Gott ist zwar Geist, und „die ihn anbeten” sollen ihn „im Geiste” und somit in „Wahrheit” anbeten, aber unter diesem Geiste, der Gott ist, wird nur eine, der menschlichen Gehirnerfahrung analoge, ins Gigantische gesteigerte gehirnmäßige Bewußtheit verstanden, und das Anbeten im Geiste wird nicht viel anders, als ein Anbeten in Gedanken aufgefaßt.
Vom substantiellen ewigen Geiste, als dessen durchleuchtende Strahlung uns Gott allein in uns lebendig erfahrbar werden kann, hat man keine Ahnung.
Kein Wunder, wenn sich Kampfstimmen erheben gegen die Suprematie des in so vielerlei verdächtigen Farben schillernden „Geistes” der Gehirne!
Kein Wunder, wenn man der Seele Rechte ihm gegenüber zu verteidigen sucht!
Impuls zu solchem Kampfe gibt die erfühlte Gewißheit, daß der irdische „Geist” der Gehirne unmöglich das höchste uns innerlich erlebbare Gut sein kann.
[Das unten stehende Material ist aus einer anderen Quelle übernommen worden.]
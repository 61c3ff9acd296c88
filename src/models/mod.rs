// VoiceAudit Data Models
// Records produced by the audit engine. Everything here is per-request and serializable.

use serde::{Deserialize, Serialize};
use std::collections::BTreeMap;

// ============ Alignment ============

/// Half-open index range `[start, end)` into a unit sequence.
#[derive(Debug, Clone, Copy, PartialEq, Eq, Hash, Serialize, Deserialize, Default)]
pub struct Span {
    pub start: usize,
    pub end: usize,
}

impl Span {
    pub fn new(start: usize, end: usize) -> Self {
        Self { start, end }
    }

    /// Zero-length span positioned at `at`.
    pub fn empty_at(at: usize) -> Self {
        Self { start: at, end: at }
    }

    pub fn len(&self) -> usize {
        self.end.saturating_sub(self.start)
    }

    pub fn is_empty(&self) -> bool {
        self.end <= self.start
    }
}

#[derive(Debug, Clone, Copy, PartialEq, Eq, Hash, Serialize, Deserialize)]
#[serde(rename_all = "lowercase")]
pub enum OpKind {
    Equal,
    Replace,
    Delete,
    Insert,
}

#[derive(Debug, Clone, PartialEq, Eq, Serialize, Deserialize)]
pub struct AlignmentOp {
    pub kind: OpKind,
    pub source: Span,
    pub target: Span,
}

impl AlignmentOp {
    pub fn equal(source: Span, target: Span) -> Self {
        Self { kind: OpKind::Equal, source, target }
    }

    pub fn replace(source: Span, target: Span) -> Self {
        Self { kind: OpKind::Replace, source, target }
    }

    pub fn delete(source: Span, target_at: usize) -> Self {
        Self {
            kind: OpKind::Delete,
            source,
            target: Span::empty_at(target_at),
        }
    }

    pub fn insert(source_at: usize, target: Span) -> Self {
        Self {
            kind: OpKind::Insert,
            source: Span::empty_at(source_at),
            target,
        }
    }
}

// ============ Change Records ============

#[derive(Debug, Clone, Copy, PartialEq, Eq, Hash, Serialize, Deserialize)]
#[serde(rename_all = "lowercase")]
pub enum ChangeKind {
    Unchanged,
    Added,
    Removed,
    Modified,
}

/// One sentence or word, by index into its sequence.
#[derive(Debug, Clone, PartialEq, Eq, Serialize, Deserialize)]
pub struct UnitRef {
    pub index: usize,
    pub text: String,
}

#[derive(Debug, Clone, PartialEq, Eq, Serialize, Deserialize)]
#[serde(rename_all = "camelCase")]
pub struct ChangeRecord {
    pub kind: ChangeKind,
    #[serde(skip_serializing_if = "Option::is_none")]
    pub source: Option<UnitRef>,
    #[serde(skip_serializing_if = "Option::is_none")]
    pub target: Option<UnitRef>,
    /// Source index when a source unit is present, otherwise target index.
    pub position: usize,
}

impl ChangeRecord {
    pub fn source_text(&self) -> Option<&str> {
        self.source.as_ref().map(|u| u.text.as_str())
    }

    pub fn target_text(&self) -> Option<&str> {
        self.target.as_ref().map(|u| u.text.as_str())
    }
}

/// Change records at both granularities for one document pair.
#[derive(Debug, Clone, Default, PartialEq, Eq, Serialize, Deserialize)]
#[serde(rename_all = "camelCase")]
pub struct ChangeSet {
    pub sentences: Vec<ChangeRecord>,
    pub words: Vec<ChangeRecord>,
}

pub fn count_kind(records: &[ChangeRecord], kind: ChangeKind) -> usize {
    records.iter().filter(|r| r.kind == kind).count()
}

// ============ Metrics ============

#[derive(Debug, Clone, PartialEq, Serialize, Deserialize)]
#[serde(untagged)]
pub enum MetricValue {
    Count(u64),
    Score(f64),
    Label(String),
}

/// Named metric → value. Ordered so serialized output is stable.
#[derive(Debug, Clone, Default, PartialEq, Serialize, Deserialize)]
#[serde(transparent)]
pub struct MetricSet(BTreeMap<String, MetricValue>);

impl MetricSet {
    pub fn new() -> Self {
        Self::default()
    }

    pub fn insert(&mut self, name: impl Into<String>, value: MetricValue) {
        self.0.insert(name.into(), value);
    }

    pub fn insert_score(&mut self, name: impl Into<String>, value: f64) {
        self.insert(name, MetricValue::Score(value));
    }

    pub fn insert_count(&mut self, name: impl Into<String>, value: u64) {
        self.insert(name, MetricValue::Count(value));
    }

    pub fn get(&self, name: &str) -> Option<&MetricValue> {
        self.0.get(name)
    }

    /// Numeric view of a metric; counts widen to f64.
    pub fn score(&self, name: &str) -> Option<f64> {
        match self.0.get(name)? {
            MetricValue::Score(v) => Some(*v),
            MetricValue::Count(c) => Some(*c as f64),
            MetricValue::Label(_) => None,
        }
    }

    pub fn count(&self, name: &str) -> Option<u64> {
        match self.0.get(name)? {
            MetricValue::Count(c) => Some(*c),
            _ => None,
        }
    }

    pub fn label(&self, name: &str) -> Option<&str> {
        match self.0.get(name)? {
            MetricValue::Label(s) => Some(s.as_str()),
            _ => None,
        }
    }

    pub fn len(&self) -> usize {
        self.0.len()
    }

    pub fn is_empty(&self) -> bool {
        self.0.is_empty()
    }

    pub fn iter(&self) -> impl Iterator<Item = (&String, &MetricValue)> {
        self.0.iter()
    }
}

impl FromIterator<(String, MetricValue)> for MetricSet {
    fn from_iter<I: IntoIterator<Item = (String, MetricValue)>>(iter: I) -> Self {
        Self(iter.into_iter().collect())
    }
}

// ============ Risk ============

/// Ordered from best to worst.
#[derive(Debug, Clone, Copy, PartialEq, Eq, PartialOrd, Ord, Hash, Serialize, Deserialize)]
#[serde(rename_all = "lowercase")]
pub enum RiskTier {
    Low,
    Moderate,
    High,
    Critical,
}

impl RiskTier {
    /// Same text as the serialized form.
    pub fn as_str(self) -> &'static str {
        match self {
            RiskTier::Low => "low",
            RiskTier::Moderate => "moderate",
            RiskTier::High => "high",
            RiskTier::Critical => "critical",
        }
    }
}

// ============ Composite ============

#[derive(Debug, Clone, Copy, PartialEq, Serialize, Deserialize, Default)]
#[serde(rename_all = "camelCase")]
pub struct ComponentScores {
    pub lexical_identity: f64,
    pub structural_identity: f64,
    pub stylistic_identity: f64,
    pub voice_consistency: f64,
    pub authenticity_markers: f64,
}

#[derive(Debug, Clone, PartialEq, Serialize, Deserialize)]
#[serde(rename_all = "camelCase")]
pub struct CompositeResult {
    pub component_scores: ComponentScores,
    pub overall_score: f64,
    pub risk_tier: RiskTier,
    /// Human-readable tier label, e.g. "LOW - Voice Authentic".
    pub risk_level: String,
    pub interpretation: String,
}

// ============ Markers ============

#[derive(Debug, Clone, PartialEq, Eq, Serialize, Deserialize)]
#[serde(rename_all = "camelCase")]
pub struct PhraseMatch {
    /// UTF-8 byte offset into the analyzed text.
    pub start: usize,
    pub end: usize,
    pub phrase: String,
}

#[derive(Debug, Clone, PartialEq, Eq, Serialize, Deserialize)]
#[serde(rename_all = "camelCase")]
pub struct SentenceMatch {
    pub sentence_index: usize,
    pub sentence: String,
    pub pattern: String,
}

#[derive(Debug, Clone, PartialEq, Serialize, Deserialize)]
#[serde(rename_all = "camelCase")]
pub struct MarkerReport {
    pub high_frequency_phrases: Vec<PhraseMatch>,
    pub formulaic_structures: Vec<SentenceMatch>,
    pub hedging_qualifiers: Vec<PhraseMatch>,
    pub academic_cliches: Vec<PhraseMatch>,
    pub transition_words: Vec<PhraseMatch>,
    pub generic_openers: Vec<PhraseMatch>,
    pub category_counts: BTreeMap<String, usize>,
    pub raw_density: f64,
    pub word_count: usize,
    pub ai_ism_score: f64,
    pub risk_level: RiskTier,
    pub explanation: String,
    pub formulaic_index: f64,
}

// ============ Comparison ============

#[derive(Debug, Clone, PartialEq, Serialize, Deserialize)]
#[serde(rename_all = "camelCase")]
pub struct ComparisonSummary {
    pub total_additions: usize,
    pub total_deletions: usize,
    pub total_modifications: usize,
    pub total_sentences_original: usize,
    pub total_sentences_edited: usize,
    pub change_percentage: f64,
}

#[derive(Debug, Clone, PartialEq, Serialize, Deserialize)]
#[serde(rename_all = "camelCase")]
pub struct ReadabilityImpact {
    pub original_avg_word_length: f64,
    pub edited_avg_word_length: f64,
    pub complexity_change: String,
    pub complexity_magnitude: f64,
}

#[derive(Debug, Clone, PartialEq, Serialize, Deserialize)]
#[serde(rename_all = "camelCase")]
pub struct ComparisonStatistics {
    pub original_word_count: usize,
    pub edited_word_count: usize,
    pub word_count_change: i64,
    pub original_char_count: usize,
    pub edited_char_count: usize,
    pub char_count_change: i64,
    pub added_words: usize,
    pub removed_words: usize,
    pub readability_impact: ReadabilityImpact,
}

#[derive(Debug, Clone, PartialEq, Serialize, Deserialize)]
#[serde(rename_all = "camelCase")]
pub struct ComparisonReport {
    pub summary: ComparisonSummary,
    pub statistics: ComparisonStatistics,
    pub sentence_changes: Vec<ChangeRecord>,
    pub word_changes: Vec<ChangeRecord>,
}

// ============ Voice Preservation ============

#[derive(Debug, Clone, PartialEq, Serialize, Deserialize)]
#[serde(rename_all = "camelCase")]
pub struct DetailedMetrics {
    pub original_word_count: u64,
    pub edited_word_count: u64,
    pub retained_unique_words: u64,
    pub retained_sentence_patterns: u64,
    pub ai_phrase_infiltration: f64,
}

#[derive(Debug, Clone, PartialEq, Serialize, Deserialize)]
#[serde(rename_all = "camelCase")]
pub struct VoicePreservationReport {
    #[serde(flatten)]
    pub composite: CompositeResult,
    pub detailed_metrics: DetailedMetrics,
    pub metrics: MetricSet,
}

// ============ L2 Voice ============

#[derive(Debug, Clone, Copy, PartialEq, Eq, Hash, Serialize, Deserialize)]
#[serde(rename_all = "camelCase")]
pub enum StructureKind {
    ObjectVerbOrdering,
    AspectMarking,
    TopicProminent,
}

#[derive(Debug, Clone, Copy, PartialEq, Eq, Serialize, Deserialize)]
#[serde(rename_all = "UPPERCASE")]
pub enum PreservationValue {
    High,
    Medium,
}

#[derive(Debug, Clone, PartialEq, Eq, Serialize, Deserialize)]
#[serde(rename_all = "camelCase")]
pub struct L2Structure {
    pub kind: StructureKind,
    pub sentence_index: usize,
    pub sentence: String,
    pub preservation_value: PreservationValue,
    #[serde(skip_serializing_if = "Option::is_none")]
    pub reason: Option<String>,
}

#[derive(Debug, Clone, PartialEq, Eq, Serialize, Deserialize)]
#[serde(rename_all = "camelCase")]
pub struct CulturalReference {
    /// Metaphor family from the lexicon, e.g. "family" or "nature".
    pub category: String,
    pub marker: String,
    pub context: String,
}

#[derive(Debug, Clone, PartialEq, Eq, Serialize, Deserialize)]
#[serde(rename_all = "camelCase")]
pub struct L1InterferenceMarker {
    pub l1_language: String,
    pub marker: String,
}

#[derive(Debug, Clone, PartialEq, Serialize, Deserialize)]
#[serde(rename_all = "camelCase")]
pub struct L2VoiceAnalysis {
    pub structures: Vec<L2Structure>,
    pub cultural_references: Vec<CulturalReference>,
    pub l1_interference_markers: Vec<L1InterferenceMarker>,
    pub voice_strength_score: f64,
    pub authenticity_indicators: Vec<String>,
}

#[derive(Debug, Clone, PartialEq, Eq, Serialize, Deserialize)]
#[serde(rename_all = "camelCase")]
pub struct VoiceLossInstance {
    pub original: String,
    pub loss_severity: String,
    pub recommendation: String,
}

#[derive(Debug, Clone, PartialEq, Serialize, Deserialize)]
#[serde(rename_all = "camelCase")]
pub struct VoiceLossAnalysis {
    pub lost_structures: Vec<String>,
    pub lost_cultural_references: Vec<String>,
    pub lost_l1_markers: Vec<String>,
    pub total_voice_loss: f64,
    pub specific_instances: Vec<VoiceLossInstance>,
}

#[derive(Debug, Clone, PartialEq, Serialize, Deserialize)]
#[serde(rename_all = "camelCase")]
pub struct L2VoiceReport {
    pub structure_analysis: L2VoiceAnalysis,
    pub voice_loss_analysis: VoiceLossAnalysis,
}

// ============ Full Audit ============

#[derive(Debug, Clone, PartialEq, Serialize, Deserialize)]
#[serde(rename_all = "camelCase")]
pub struct AuditSummary {
    pub overall_score: f64,
    pub risk_level: String,
    pub aitism_score: f64,
}

#[derive(Debug, Clone, PartialEq, Serialize, Deserialize)]
#[serde(rename_all = "camelCase")]
pub struct AuditReport {
    pub source_markers: MarkerReport,
    pub target_markers: MarkerReport,
    pub l2_voice: L2VoiceReport,
    pub voice_preservation: VoicePreservationReport,
    pub comparison: ComparisonReport,
    pub summary: AuditSummary,
}
// VoiceAudit Core Services

pub mod text_processor;
pub mod config_store;
pub mod lexicon;
pub mod document_reader;
pub mod audit;

pub use text_processor::*;
pub use config_store::*;
pub use lexicon::{Lexicon, MarkerCategory};
pub use document_reader::{extract_text, read_document};

pub use audit::{
    align,
    classify,
    extract_metrics,
    score,
    AuditEngine,
};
Mit „hellfühlenden” inneren Sinnen tastet man sich der Seele zu, in deren Äußerungen eine Kraft erspürt wird, die dem Gehirnwissen um sich selbst unendlich weit überlegen ist.
Man muß, notgedrungen, das Wort des Paulus verwerfen, daß der Geist alles durchdringe, selbst „die Tiefen der Gottheit”, — solange man bei diesem Ausspruch an „Geist” denkt, der nichts anderes ist, als Resultat der Gehirnzellenbewegung. —
Daß hier jedoch vom substantiellen, das Gehirn aus sich erst schaffenden, in keiner Weise gehirnabhängigen, ewigen Geiste die Rede geht, ist leider längst Geheimnis geworden…
und so:
Dieser „Geist” ist ebensowenig im gehirnlichen Denken, wie mit irdisch-tierischen Sinnen zu fassen.
Wir müssen „in” ihm sein, wenn wir in ihm erkennen, ergründen, erforschen wollen, und wir können in ihn gelangen, weil wir — auch physisch — von ihm durchlebt werden: — weil er in uns „lebt”, auch wenn wir noch nicht in ihm zu leben vermögen…
Niemals aber können wir mit Hilfe irgend einer Art Gehirntätigkeit „in den Geist” kommen!
Es handelt sich ja um ein Geschehen, und nicht um ein Erdenken oder Vorstellen!
Dieses Geschehen kann zwar vom Gehirn „registriert” und dann als gesichertes Faktum ins Denken einbezogen, aber unmöglich durch das Gehirn herbeigeführt werden.
Wie man dahin gelangt, es zu erleben, zeige ich in meinen Büchern.
Nur um das hier Nötige aufzuzeigen, habe ich sie geschrieben! Wahrlich: mit meinem Herzblut geschrieben!
Da es aber viele Möglichkeiten gibt, das hier gemeinte Geschehen auszulösen, so zeige ich auch die Besonderheiten der einzelnen, individuell verschiedenen Formen, den Weg zu durchschreiten, der zum Ziele führt.
Dem Aufzeigen des Weges, so, daß jeder Einzelne, der ihn beschreiten will, mit wenig Mühe, die seinen Befähigungen entsprechende Form, ihn zu bewältigen, finden kann, dient jedes Wort, das ich geschrieben habe, auch wenn ich nicht nur den Weg abstecke, sondern zugleich manchen Ausblick schaffe, der sich von gewissen Wegstationen, oder vom Endziel des nur so Wenigen bekannten Weges her ergibt.